Por fin vio una y entró, un poco avergonzado de exhibir así su miseria
y de tratar de vender una cosa de tan escaso valor.
“Caballero – le dijo al joyero-, quisiera saber en cuánto valora usted
esta pieza.”
El hombre recibió el objeto, lo examinó, le dio vueltas, lo sopesó,
cogió una lupa, llamó a u dependiente, le hizo en voz baja unas observaciones,
volvió a depositar el collar sobre el mostrador y lo miró de lejos para juzgar
el mejor efecto.
El Señor Lantin, molesto por tantas ceremonias, abría ya la boca para
declarar: “¡Oh! Sé muy bien que no tiene el menor valor”, cuando el joyero
dijo: “Caballero, vale de doce a quince mil francos; pero sólo podría
compararlo si usted me a conocer su procedencia.”

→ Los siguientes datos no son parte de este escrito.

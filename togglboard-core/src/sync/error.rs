//! Sync error types.

use thiserror::Error;

/// Errors raised by a tracker or device adapter.
#[derive(Debug, Error)]
pub enum AdapterError {
    /// Transport failure or non-success HTTP status
    #[error("{0}")]
    Unreachable(String),
    /// The device did not answer the cloud in time
    #[error("{0}")]
    TimedOut(String),
    /// The response did not have the expected shape
    #[error("{0}")]
    UnexpectedResponse(String),
    /// The device function returned an error code
    #[error("device rejected the request (return value {0})")]
    Rejected(i64),
}

/// Errors from a reconciliation cycle, tagged with the side that failed.
#[derive(Debug, Error)]
pub enum SyncError {
    #[error("tracker: {0}")]
    Tracker(#[source] AdapterError),
    #[error("device: {0}")]
    Device(#[source] AdapterError),
}
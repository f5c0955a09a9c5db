mod action;
mod position_table;
mod state;

pub use action::Action;
pub use position_table::{PositionTable, ProjectId, DEFAULT_SLOT_COUNT};
pub use state::{DeviceState, ObservedState, TrackerState};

El viudo abrió unos ojos enormes y se quedó boquiabierto, sin
entender. Por fin balbució: “¿Dice usted…? ¿Está seguro?” El otro se engañó en
lo tocante a su asombro, y, con tono seco: “Puede usted mirar si en otra parte
le dan más. Para mí esto vale, como mucho, quince mil. Vuelva usted a verme si no
encuentra quien le dé más.”
El Señor Lantin, completamente atontado, recogió su collar y se
marchó, obedeciendo a una confusa necesidad de encontrarse solo y reflexionar.
Pero en cuanto estuvo en la calle le invadió la necesidad de reír, y
pensó: “¡Qué imbécil! ¡Oh qué imbécil! ¡Si le hubiera cogido la palabra! ¡Ahí
tienes un joyero que no sabe distinguir lo verdadero de lo falso!”